Thomson Cruises confirmed the incident involving the Thomson Majesty on the island of La Palma, saying “there have sadly been five crew fatalities and three crew injuries”.

“One person has been discharged from hospital and we expect the other two people to be released from hospital imminently,” the British company said in a statement.

“Our thoughts are with the families of those involved.”

Investigators were trying to determine what caused the lifeboat to plummet into the water.

Rescue personnel were called to the dockside at 12:05 GMT (7:05am EST) after “a lifeboat with occupants had fallen overboard from a cruise ship docked at the pier of Santa Cruz port in La Palma”, a regional government statement said.

A small, white two-hulled lifeboat could be seen capsized beside the large ship.

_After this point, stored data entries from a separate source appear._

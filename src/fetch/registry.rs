use std::{
    fs,
    io::Cursor,
    path::{Path, PathBuf},
};

use log::{debug, info};
use reqwest::{
    blocking::{
        multipart::{Form, Part},
        Client,
    },
    header::{CONTENT_DISPOSITION, CONTENT_TYPE},
    StatusCode,
};
use serde::Deserialize;
use thiserror::Error;

use crate::archive::{self, ExtractError};

#[derive(Error, Debug)]
pub enum RegistryError {
    #[error("registry request to {url} failed: {source}")]
    Request { url: String, source: reqwest::Error },
    #[error("registry request failed with HTTP {status}: {body}")]
    Status { status: u16, body: String },
    #[error("unexpected registry response from {url}: {source}")]
    Decode { url: String, source: reqwest::Error },
    #[error("{0}")]
    Extraction(#[from] ExtractError),
    #[error("IO error: {0}")]
    IO(#[from] std::io::Error),
}

/// A version stored by the registry.
#[derive(Debug, Clone, PartialEq, Eq, Deserialize)]
pub struct PublishedVersion {
    pub id: String,
    pub version: String,
    #[serde(default)]
    pub created_at: String,
}

/// A package registry that serves schema files by package and version.
pub trait RegistryClient {
    fn pull_version(&self, package: &str, version: &str, dest: &Path)
        -> Result<(), RegistryError>;

    /// Uploads `archive`, a zip of the package's files, as `version`.
    fn push_version(
        &self,
        package: &str,
        version: &str,
        archive: Vec<u8>,
    ) -> Result<PublishedVersion, RegistryError>;
}

pub struct HttpRegistryClient {
    client: Client,
    base_url: String,
}

impl HttpRegistryClient {
    pub fn new(client: Client, base_url: &str) -> Self {
        HttpRegistryClient {
            client,
            base_url: base_url.trim_end_matches('/').to_owned(),
        }
    }

    fn versions_url(&self, package: &str) -> String {
        format!("{}/api/packages/{package}/versions", self.base_url)
    }

    fn files_url(&self, package: &str, version: &str) -> String {
        format!("{}/{version}/files", self.versions_url(package))
    }
}

impl RegistryClient for HttpRegistryClient {
    fn pull_version(
        &self,
        package: &str,
        version: &str,
        dest: &Path,
    ) -> Result<(), RegistryError> {
        let url = self.files_url(package, version);
        info!("Pulling {package}@{version} from {url}");
        let request_error = |source| RegistryError::Request {
            url: url.clone(),
            source,
        };

        let response = self.client.get(&url).send().map_err(request_error)?;
        let status = response.status();
        let content_type = header_value(&response, CONTENT_TYPE);
        let disposition = header_value(&response, CONTENT_DISPOSITION);
        let body = response.bytes().map_err(request_error)?;

        if !status.is_success() {
            return Err(RegistryError::Status {
                status: status.as_u16(),
                body: String::from_utf8_lossy(&body).into_owned(),
            });
        }

        fs::create_dir_all(dest)?;
        if is_zip(content_type.as_deref(), disposition.as_deref()) {
            let extracted = archive::extract_zip_reader(Cursor::new(body), dest, |name| {
                Some(PathBuf::from(name))
            })?;
            debug!("Extracted {extracted} files into {}", dest.display());
        } else {
            let file_name = disposition
                .as_deref()
                .and_then(attachment_file_name)
                .unwrap_or_else(|| format!("{package}-{version}.proto"));
            let path = dest.join(file_name);
            fs::write(&path, &body)?;
            debug!("Wrote {}", path.display());
        }
        Ok(())
    }

    fn push_version(
        &self,
        package: &str,
        version: &str,
        archive: Vec<u8>,
    ) -> Result<PublishedVersion, RegistryError> {
        let url = self.versions_url(package);
        info!("Pushing {package}@{version} to {url}");
        let request_error = |source| RegistryError::Request {
            url: url.clone(),
            source,
        };

        let zip = Part::bytes(archive)
            .file_name(format!("{package}-{version}.zip"))
            .mime_str("application/zip")
            .map_err(request_error)?;
        let form = Form::new().text("version", version.to_owned()).part("zip", zip);
        let response = self
            .client
            .post(&url)
            .multipart(form)
            .send()
            .map_err(request_error)?;

        let status = response.status();
        if status != StatusCode::CREATED {
            let body = response.text().map_err(request_error)?;
            return Err(RegistryError::Status {
                status: status.as_u16(),
                body,
            });
        }
        response
            .json::<PublishedVersion>()
            .map_err(|source| RegistryError::Decode {
                url: url.clone(),
                source,
            })
    }
}

fn header_value(
    response: &reqwest::blocking::Response,
    name: reqwest::header::HeaderName,
) -> Option<String> {
    response
        .headers()
        .get(name)
        .and_then(|value| value.to_str().ok())
        .map(str::to_owned)
}

fn is_zip(content_type: Option<&str>, disposition: Option<&str>) -> bool {
    let zip_type = content_type
        .and_then(|value| value.split(';').next())
        .is_some_and(|mime| mime.trim().eq_ignore_ascii_case("application/zip"));
    let zip_attachment = disposition
        .and_then(attachment_file_name)
        .is_some_and(|name| name.ends_with(".zip"));
    zip_type || zip_attachment
}

/// File name from a `Content-Disposition` header, reduced to its last path
/// component.
fn attachment_file_name(disposition: &str) -> Option<String> {
    let (_, value) = disposition.split_once("filename=")?;
    let value = value.split(';').next().unwrap_or(value);
    let value = value.trim().trim_matches('"');
    let name = Path::new(value).file_name()?.to_str()?;
    Some(name.to_owned())
}

#[cfg(test)]
#[derive(Default)]
pub struct MockRegistry {
    pub pulls: std::sync::Arc<std::sync::Mutex<Vec<(String, String, PathBuf)>>>,
    pub pushes: std::sync::Arc<std::sync::Mutex<Vec<(String, String, Vec<u8>)>>>,
}

#[cfg(test)]
impl RegistryClient for MockRegistry {
    fn pull_version(
        &self,
        package: &str,
        version: &str,
        dest: &Path,
    ) -> Result<(), RegistryError> {
        self.pulls.lock().unwrap().push((
            package.to_owned(),
            version.to_owned(),
            dest.to_path_buf(),
        ));
        Ok(())
    }

    fn push_version(
        &self,
        package: &str,
        version: &str,
        archive: Vec<u8>,
    ) -> Result<PublishedVersion, RegistryError> {
        let mut pushes = self.pushes.lock().unwrap();
        pushes.push((package.to_owned(), version.to_owned(), archive));
        Ok(PublishedVersion {
            id: format!("v-{}", pushes.len()),
            version: version.to_owned(),
            created_at: String::new(),
        })
    }
}
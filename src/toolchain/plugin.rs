use std::{
    ffi::OsString,
    path::{Path, PathBuf},
    process::Command,
};

use anyhow::bail;
use log::{debug, info};
use thiserror::Error;

/// The plugin protoc needs for a language it does not generate natively.
#[derive(Debug, Clone, Copy, PartialEq, Eq)]
pub struct BasePlugin {
    pub language: &'static str,
    pub plugin: &'static str,
    pub install: &'static [&'static str],
}

const BASE_PLUGINS: &[BasePlugin] = &[
    BasePlugin {
        language: "go",
        plugin: "protoc-gen-go",
        install: &[
            "go",
            "install",
            "google.golang.org/protobuf/cmd/protoc-gen-go@latest",
        ],
    },
    BasePlugin {
        language: "dart",
        plugin: "protoc-gen-dart",
        install: &["dart", "pub", "global", "activate", "protoc_plugin"],
    },
    BasePlugin {
        language: "rust",
        plugin: "protoc-gen-rs",
        install: &["cargo", "install", "protobuf-codegen"],
    },
    BasePlugin {
        language: "swift",
        plugin: "protoc-gen-swift",
        install: &["brew", "install", "swift-protobuf"],
    },
    BasePlugin {
        language: "ts",
        plugin: "protoc-gen-ts",
        install: &["npm", "install", "-g", "ts-proto"],
    },
    BasePlugin {
        language: "js",
        plugin: "protoc-gen-es",
        install: &["npm", "install", "-g", "@bufbuild/protoc-gen-es"],
    },
];

/// None for languages protoc generates itself.
pub fn base_plugin(language: &str) -> Option<&'static BasePlugin> {
    BASE_PLUGINS
        .iter()
        .find(|base| base.language.eq_ignore_ascii_case(language))
}

#[derive(Error, Debug)]
pub enum PluginError {
    #[error("required plugin {name} (`{command}`) was not found")]
    Required { name: String, command: String },
    #[error("could not install {plugin} for {language}: {reason}")]
    BaseInstall {
        language: String,
        plugin: String,
        reason: String,
    },
}

/// Installs a missing base plugin.
pub trait Installer {
    fn install(&self, plugin: &BasePlugin) -> anyhow::Result<()>;
}

/// Runs the plugin's install command with inherited stdio.
pub struct CommandInstaller;

impl Installer for CommandInstaller {
    fn install(&self, plugin: &BasePlugin) -> anyhow::Result<()> {
        let Some((program, args)) = plugin.install.split_first() else {
            bail!("no install command for {}", plugin.plugin);
        };
        info!("Installing {} with `{}`", plugin.plugin, plugin.install.join(" "));
        let status = Command::new(program).args(args).status()?;
        if !status.success() {
            bail!("`{}` exited with {status}", plugin.install.join(" "));
        }
        Ok(())
    }
}

pub struct DisabledInstaller;

impl Installer for DisabledInstaller {
    fn install(&self, plugin: &BasePlugin) -> anyhow::Result<()> {
        bail!(
            "automatic installation is disabled, install it with `{}`",
            plugin.install.join(" ")
        )
    }
}

/// Finds plugin executables on a search path.
pub struct PluginManager {
    search_path: Option<OsString>,
    installer: Box<dyn Installer>,
}

impl PluginManager {
    /// Searches `PATH`.
    pub fn new(installer: Box<dyn Installer>) -> Self {
        PluginManager {
            search_path: None,
            installer,
        }
    }

    pub fn with_search_path(mut self, search_path: impl Into<OsString>) -> Self {
        self.search_path = Some(search_path.into());
        self
    }

    pub fn find(&self, command: &str) -> Option<PathBuf> {
        let found = match &self.search_path {
            Some(paths) => which::which_in(command, Some(paths), Path::new(".")),
            None => which::which(command),
        };
        found.ok()
    }

    /// Makes sure the base plugin for `language` is available, installing it
    /// when missing.
    pub fn ensure_base_plugin(&self, language: &str) -> Result<(), PluginError> {
        let Some(base) = base_plugin(language) else {
            debug!("{language} needs no base plugin");
            return Ok(());
        };
        if let Some(path) = self.find(base.plugin) {
            debug!("Found {} at {}", base.plugin, path.display());
            return Ok(());
        }

        let install_error = |reason: String| PluginError::BaseInstall {
            language: language.to_owned(),
            plugin: base.plugin.to_owned(),
            reason,
        };
        self.installer
            .install(base)
            .map_err(|err| install_error(format!("{err:#}")))?;
        match self.find(base.plugin) {
            Some(_) => Ok(()),
            None => Err(install_error(
                "the plugin is still not on the search path after installing".to_owned(),
            )),
        }
    }
}

#[cfg(test)]
pub(crate) mod tests {
    use super::*;

    use std::sync::{Arc, Mutex};

    use pretty_assertions::assert_eq;

    /// Records installs and, on unix, drops a stub executable into `dir`.
    pub struct RecordingInstaller {
        pub dir: Option<PathBuf>,
        pub installed: Arc<Mutex<Vec<String>>>,
    }

    impl Installer for RecordingInstaller {
        fn install(&self, plugin: &BasePlugin) -> anyhow::Result<()> {
            self.installed.lock().unwrap().push(plugin.plugin.to_owned());
            #[cfg(unix)]
            if let Some(dir) = &self.dir {
                crate::test_support::write_executable(&dir.join(plugin.plugin), "#!/bin/sh\n");
            }
            Ok(())
        }
    }

    #[test]
    fn base_plugins_match_case_insensitively() {
        assert_eq!(base_plugin("Go").unwrap().plugin, "protoc-gen-go");
        assert_eq!(base_plugin("TS").unwrap().plugin, "protoc-gen-ts");
        assert_eq!(
            base_plugin("js").unwrap().install,
            &["npm", "install", "-g", "@bufbuild/protoc-gen-es"]
        );
        assert_eq!(base_plugin("cpp"), None);
        assert_eq!(base_plugin("python"), None);
    }

    #[test]
    fn builtin_languages_need_nothing() {
        let dir = tempfile::tempdir().unwrap();
        let manager = PluginManager::new(Box::new(DisabledInstaller)).with_search_path(dir.path());
        manager.ensure_base_plugin("cpp").unwrap();
    }

    #[test]
    fn disabled_installer_reports_the_command() {
        let dir = tempfile::tempdir().unwrap();
        let manager = PluginManager::new(Box::new(DisabledInstaller)).with_search_path(dir.path());

        let err = manager.ensure_base_plugin("dart").unwrap_err();

        match err {
            PluginError::BaseInstall {
                language,
                plugin,
                reason,
            } => {
                assert_eq!(language, "dart");
                assert_eq!(plugin, "protoc-gen-dart");
                assert!(reason.contains("dart pub global activate protoc_plugin"), "{reason}");
            }
            other => panic!("unexpected error: {other}"),
        }
    }

    #[cfg(unix)]
    #[test]
    fn missing_base_plugin_is_installed() {
        let dir = tempfile::tempdir().unwrap();
        let installed = Arc::new(Mutex::new(Vec::new()));
        let installer = RecordingInstaller {
            dir: Some(dir.path().to_path_buf()),
            installed: installed.clone(),
        };
        let manager = PluginManager::new(Box::new(installer)).with_search_path(dir.path());

        manager.ensure_base_plugin("go").unwrap();
        manager.ensure_base_plugin("go").unwrap();

        assert_eq!(installed.lock().unwrap().clone(), vec!["protoc-gen-go"]);
    }

    #[test]
    fn install_that_does_not_provide_the_plugin_fails() {
        let dir = tempfile::tempdir().unwrap();
        let installer = RecordingInstaller {
            dir: None,
            installed: Arc::default(),
        };
        let manager = PluginManager::new(Box::new(installer)).with_search_path(dir.path());

        assert!(matches!(
            manager.ensure_base_plugin("rust"),
            Err(PluginError::BaseInstall { .. })
        ));
    }
}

Around 1,400 passengers were aboard the Thomson Majesty at the time of the accident, but were not in any way involved in the accident, authorities said.

The ship had been due to sail on Sunday afternoon to the Portuguese port of Funchal on the mid-Atlantic island of Madeira.

Three of the dead were Indonesian men, one was a Filipino man and another was a man from Ghana, authorities said.

The injured were all men, two aged 30 and another, a Greek national, was 32.

The local authorities of La Palma cancelled Carnival festivities that had been due to be held on the island on Sunday, but said they would go ahead as planned on Monday.